-- WHAT THE TASK ASKS --
Tally the lines in the data below in which the word "identity" occurs, then give only the total.

◇ ◇ ◇

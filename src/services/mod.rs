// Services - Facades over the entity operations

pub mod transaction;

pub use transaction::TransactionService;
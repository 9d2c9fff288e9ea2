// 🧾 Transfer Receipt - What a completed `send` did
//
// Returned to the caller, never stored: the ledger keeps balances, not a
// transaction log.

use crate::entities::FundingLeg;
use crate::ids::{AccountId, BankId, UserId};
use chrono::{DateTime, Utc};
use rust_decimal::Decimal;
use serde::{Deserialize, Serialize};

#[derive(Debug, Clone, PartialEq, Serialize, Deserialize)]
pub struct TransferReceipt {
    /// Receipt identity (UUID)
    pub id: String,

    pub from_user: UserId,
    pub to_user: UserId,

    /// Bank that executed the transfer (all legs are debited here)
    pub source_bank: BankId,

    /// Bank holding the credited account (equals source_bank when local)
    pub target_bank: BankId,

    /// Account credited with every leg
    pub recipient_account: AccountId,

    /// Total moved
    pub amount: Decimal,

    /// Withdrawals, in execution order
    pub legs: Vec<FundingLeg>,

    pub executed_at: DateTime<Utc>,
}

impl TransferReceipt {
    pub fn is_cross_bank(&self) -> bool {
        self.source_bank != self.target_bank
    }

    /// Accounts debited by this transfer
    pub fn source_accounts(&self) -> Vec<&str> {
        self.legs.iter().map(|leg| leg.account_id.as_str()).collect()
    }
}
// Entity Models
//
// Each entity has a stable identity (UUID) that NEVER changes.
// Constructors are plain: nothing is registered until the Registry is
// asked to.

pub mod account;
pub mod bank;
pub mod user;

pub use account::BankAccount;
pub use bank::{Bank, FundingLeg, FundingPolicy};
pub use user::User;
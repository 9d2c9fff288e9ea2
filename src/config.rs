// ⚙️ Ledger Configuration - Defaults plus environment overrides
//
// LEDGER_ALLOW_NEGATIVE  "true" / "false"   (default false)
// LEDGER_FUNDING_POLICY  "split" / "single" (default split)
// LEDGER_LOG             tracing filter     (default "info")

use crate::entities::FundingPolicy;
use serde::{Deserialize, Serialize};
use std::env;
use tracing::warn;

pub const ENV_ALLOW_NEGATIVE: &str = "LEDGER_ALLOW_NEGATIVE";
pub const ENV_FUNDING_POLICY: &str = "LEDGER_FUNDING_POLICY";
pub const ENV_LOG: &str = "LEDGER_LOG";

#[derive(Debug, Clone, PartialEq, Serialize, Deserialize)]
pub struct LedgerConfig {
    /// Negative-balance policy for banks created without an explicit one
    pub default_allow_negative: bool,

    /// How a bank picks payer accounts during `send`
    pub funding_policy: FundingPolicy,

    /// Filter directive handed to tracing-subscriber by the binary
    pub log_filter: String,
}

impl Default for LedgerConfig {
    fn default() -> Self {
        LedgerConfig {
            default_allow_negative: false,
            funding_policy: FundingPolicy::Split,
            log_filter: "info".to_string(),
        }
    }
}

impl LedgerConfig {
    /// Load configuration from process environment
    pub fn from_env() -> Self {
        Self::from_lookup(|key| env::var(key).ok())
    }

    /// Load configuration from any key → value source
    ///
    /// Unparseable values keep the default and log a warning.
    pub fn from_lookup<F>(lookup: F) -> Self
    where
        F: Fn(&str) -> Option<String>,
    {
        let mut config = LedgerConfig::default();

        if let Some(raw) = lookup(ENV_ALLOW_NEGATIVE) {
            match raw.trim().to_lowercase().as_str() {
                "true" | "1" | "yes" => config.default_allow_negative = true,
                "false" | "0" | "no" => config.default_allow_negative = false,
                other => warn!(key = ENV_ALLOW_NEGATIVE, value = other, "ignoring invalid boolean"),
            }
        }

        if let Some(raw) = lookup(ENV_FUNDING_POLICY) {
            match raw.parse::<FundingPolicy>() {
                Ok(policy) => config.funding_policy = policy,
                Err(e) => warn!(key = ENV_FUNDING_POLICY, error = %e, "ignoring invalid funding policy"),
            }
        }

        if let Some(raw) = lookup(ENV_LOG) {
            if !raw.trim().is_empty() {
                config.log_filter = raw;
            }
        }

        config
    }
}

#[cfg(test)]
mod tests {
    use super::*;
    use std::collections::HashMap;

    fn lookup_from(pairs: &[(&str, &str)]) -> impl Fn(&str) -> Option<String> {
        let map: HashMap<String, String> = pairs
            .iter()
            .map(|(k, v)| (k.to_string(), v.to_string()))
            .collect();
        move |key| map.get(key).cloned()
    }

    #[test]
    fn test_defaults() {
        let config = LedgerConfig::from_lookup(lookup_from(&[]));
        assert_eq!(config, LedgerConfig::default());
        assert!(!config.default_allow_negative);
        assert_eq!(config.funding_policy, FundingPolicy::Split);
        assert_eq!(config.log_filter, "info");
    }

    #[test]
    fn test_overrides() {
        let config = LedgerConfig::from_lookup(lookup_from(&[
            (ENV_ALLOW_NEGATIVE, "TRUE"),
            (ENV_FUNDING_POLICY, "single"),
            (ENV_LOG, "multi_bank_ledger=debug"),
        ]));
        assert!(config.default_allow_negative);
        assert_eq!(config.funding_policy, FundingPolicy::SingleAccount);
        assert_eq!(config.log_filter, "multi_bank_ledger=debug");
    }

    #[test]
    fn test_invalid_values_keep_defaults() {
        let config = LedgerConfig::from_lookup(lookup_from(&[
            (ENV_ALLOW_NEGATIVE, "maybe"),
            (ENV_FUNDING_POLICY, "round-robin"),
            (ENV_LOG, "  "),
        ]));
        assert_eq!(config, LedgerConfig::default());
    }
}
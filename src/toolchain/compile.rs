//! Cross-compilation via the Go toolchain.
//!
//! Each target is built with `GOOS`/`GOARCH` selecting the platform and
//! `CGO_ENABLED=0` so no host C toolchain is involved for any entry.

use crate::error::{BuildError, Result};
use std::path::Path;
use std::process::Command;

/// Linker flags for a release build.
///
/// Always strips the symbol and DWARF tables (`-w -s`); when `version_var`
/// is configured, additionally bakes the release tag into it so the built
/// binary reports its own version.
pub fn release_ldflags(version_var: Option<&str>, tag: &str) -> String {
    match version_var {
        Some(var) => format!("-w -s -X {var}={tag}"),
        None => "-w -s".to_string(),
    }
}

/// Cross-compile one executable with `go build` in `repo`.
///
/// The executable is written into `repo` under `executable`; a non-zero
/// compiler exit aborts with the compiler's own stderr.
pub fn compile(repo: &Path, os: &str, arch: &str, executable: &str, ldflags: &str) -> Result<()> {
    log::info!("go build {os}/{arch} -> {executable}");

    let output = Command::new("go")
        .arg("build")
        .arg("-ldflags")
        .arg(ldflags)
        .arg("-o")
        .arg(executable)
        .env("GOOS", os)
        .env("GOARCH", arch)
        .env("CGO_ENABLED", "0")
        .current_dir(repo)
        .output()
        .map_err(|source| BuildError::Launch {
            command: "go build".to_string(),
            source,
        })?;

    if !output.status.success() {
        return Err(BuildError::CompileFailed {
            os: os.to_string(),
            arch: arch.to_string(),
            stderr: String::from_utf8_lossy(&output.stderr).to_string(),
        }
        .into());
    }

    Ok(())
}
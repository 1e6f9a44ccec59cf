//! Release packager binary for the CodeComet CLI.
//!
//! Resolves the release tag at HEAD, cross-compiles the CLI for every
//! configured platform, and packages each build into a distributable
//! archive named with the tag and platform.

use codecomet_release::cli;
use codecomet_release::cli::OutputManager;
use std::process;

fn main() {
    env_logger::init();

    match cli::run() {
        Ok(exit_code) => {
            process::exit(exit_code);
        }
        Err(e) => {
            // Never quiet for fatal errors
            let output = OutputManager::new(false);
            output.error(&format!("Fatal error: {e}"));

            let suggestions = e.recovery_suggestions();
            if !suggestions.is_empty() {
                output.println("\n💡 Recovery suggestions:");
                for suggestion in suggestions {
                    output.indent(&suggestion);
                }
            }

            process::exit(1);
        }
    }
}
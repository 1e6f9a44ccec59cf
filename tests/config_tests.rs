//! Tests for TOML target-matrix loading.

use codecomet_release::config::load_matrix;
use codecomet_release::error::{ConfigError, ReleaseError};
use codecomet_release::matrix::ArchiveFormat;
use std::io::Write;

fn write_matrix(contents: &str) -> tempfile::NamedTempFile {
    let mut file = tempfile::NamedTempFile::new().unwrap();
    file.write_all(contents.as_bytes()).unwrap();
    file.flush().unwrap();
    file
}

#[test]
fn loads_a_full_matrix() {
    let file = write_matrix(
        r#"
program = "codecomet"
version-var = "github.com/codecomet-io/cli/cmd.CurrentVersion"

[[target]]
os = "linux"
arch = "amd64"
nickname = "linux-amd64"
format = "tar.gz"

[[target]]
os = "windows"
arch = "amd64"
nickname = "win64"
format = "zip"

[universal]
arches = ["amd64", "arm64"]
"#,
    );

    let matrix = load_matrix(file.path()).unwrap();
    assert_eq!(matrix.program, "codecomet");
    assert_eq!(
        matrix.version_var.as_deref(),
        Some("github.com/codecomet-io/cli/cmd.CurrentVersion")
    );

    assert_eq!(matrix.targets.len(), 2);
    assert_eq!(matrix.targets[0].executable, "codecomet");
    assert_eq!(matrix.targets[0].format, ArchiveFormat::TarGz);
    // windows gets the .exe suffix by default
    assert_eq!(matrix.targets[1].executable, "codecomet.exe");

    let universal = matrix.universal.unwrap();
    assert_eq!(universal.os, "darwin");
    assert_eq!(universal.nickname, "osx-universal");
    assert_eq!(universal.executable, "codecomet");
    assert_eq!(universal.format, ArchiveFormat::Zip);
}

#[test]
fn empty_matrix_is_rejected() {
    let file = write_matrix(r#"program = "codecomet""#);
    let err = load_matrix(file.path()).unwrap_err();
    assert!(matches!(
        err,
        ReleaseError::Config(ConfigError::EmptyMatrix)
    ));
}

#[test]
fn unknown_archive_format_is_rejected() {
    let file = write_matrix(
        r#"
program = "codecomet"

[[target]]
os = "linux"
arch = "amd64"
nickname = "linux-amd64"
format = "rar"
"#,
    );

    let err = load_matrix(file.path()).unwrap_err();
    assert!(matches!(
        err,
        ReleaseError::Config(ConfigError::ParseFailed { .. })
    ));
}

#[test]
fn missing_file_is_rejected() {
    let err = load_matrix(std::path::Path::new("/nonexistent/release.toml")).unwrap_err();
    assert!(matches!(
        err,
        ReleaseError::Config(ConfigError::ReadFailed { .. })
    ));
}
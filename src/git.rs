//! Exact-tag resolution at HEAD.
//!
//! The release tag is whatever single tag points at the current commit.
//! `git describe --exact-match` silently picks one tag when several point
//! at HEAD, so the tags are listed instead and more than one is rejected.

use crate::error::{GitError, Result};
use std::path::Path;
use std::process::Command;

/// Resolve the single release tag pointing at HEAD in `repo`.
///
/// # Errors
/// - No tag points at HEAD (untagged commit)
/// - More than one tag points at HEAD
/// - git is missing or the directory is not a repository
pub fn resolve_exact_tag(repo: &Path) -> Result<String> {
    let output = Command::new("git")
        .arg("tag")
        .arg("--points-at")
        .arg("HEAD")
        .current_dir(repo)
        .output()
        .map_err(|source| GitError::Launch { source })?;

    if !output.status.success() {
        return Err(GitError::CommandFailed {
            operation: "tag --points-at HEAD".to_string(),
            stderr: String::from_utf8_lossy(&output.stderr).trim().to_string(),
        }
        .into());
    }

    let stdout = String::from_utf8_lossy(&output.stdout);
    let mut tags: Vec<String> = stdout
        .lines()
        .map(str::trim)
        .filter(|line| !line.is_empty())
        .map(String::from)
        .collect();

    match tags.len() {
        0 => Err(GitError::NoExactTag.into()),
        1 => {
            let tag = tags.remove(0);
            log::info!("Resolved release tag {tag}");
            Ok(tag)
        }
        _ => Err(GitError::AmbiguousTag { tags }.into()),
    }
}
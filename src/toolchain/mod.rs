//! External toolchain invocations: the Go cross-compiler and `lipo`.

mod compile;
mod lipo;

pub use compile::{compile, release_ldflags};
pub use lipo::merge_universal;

◇ ◇ ◇

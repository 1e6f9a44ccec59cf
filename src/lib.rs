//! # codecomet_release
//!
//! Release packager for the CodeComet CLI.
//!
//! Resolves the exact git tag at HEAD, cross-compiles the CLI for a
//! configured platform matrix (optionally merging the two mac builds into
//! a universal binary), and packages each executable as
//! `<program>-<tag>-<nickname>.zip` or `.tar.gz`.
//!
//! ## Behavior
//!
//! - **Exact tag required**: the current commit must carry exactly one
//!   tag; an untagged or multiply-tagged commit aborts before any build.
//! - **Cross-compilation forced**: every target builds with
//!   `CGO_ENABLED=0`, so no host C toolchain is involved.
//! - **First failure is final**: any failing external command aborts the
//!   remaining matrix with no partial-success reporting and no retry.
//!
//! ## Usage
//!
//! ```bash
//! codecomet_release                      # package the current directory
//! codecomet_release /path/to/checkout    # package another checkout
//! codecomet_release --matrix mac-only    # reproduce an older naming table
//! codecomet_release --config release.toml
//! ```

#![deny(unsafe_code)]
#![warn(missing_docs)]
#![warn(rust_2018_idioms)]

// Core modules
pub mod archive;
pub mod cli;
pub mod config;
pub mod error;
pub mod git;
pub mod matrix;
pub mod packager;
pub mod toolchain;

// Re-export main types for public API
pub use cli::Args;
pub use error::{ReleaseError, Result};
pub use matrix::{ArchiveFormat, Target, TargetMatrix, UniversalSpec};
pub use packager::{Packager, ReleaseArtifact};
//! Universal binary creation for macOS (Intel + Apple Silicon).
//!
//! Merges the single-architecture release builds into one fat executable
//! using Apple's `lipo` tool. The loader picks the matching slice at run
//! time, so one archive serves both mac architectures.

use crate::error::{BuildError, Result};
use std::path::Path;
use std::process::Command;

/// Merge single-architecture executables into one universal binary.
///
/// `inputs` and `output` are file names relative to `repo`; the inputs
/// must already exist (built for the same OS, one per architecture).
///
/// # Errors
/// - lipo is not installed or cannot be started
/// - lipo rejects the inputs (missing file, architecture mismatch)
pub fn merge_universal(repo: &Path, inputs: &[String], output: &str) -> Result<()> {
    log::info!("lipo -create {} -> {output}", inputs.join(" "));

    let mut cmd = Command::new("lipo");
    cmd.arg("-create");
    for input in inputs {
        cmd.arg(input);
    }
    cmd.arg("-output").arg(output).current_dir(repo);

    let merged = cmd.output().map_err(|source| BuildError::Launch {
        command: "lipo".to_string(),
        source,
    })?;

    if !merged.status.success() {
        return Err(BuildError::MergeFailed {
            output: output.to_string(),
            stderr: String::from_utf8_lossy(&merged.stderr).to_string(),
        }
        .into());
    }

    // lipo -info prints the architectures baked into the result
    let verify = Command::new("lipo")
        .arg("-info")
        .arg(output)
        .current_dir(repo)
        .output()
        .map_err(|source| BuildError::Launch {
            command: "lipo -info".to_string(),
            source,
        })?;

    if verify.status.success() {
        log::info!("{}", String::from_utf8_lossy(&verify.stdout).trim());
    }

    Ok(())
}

◇ ◇ ◇

-- RESULT OF THE TASK --
2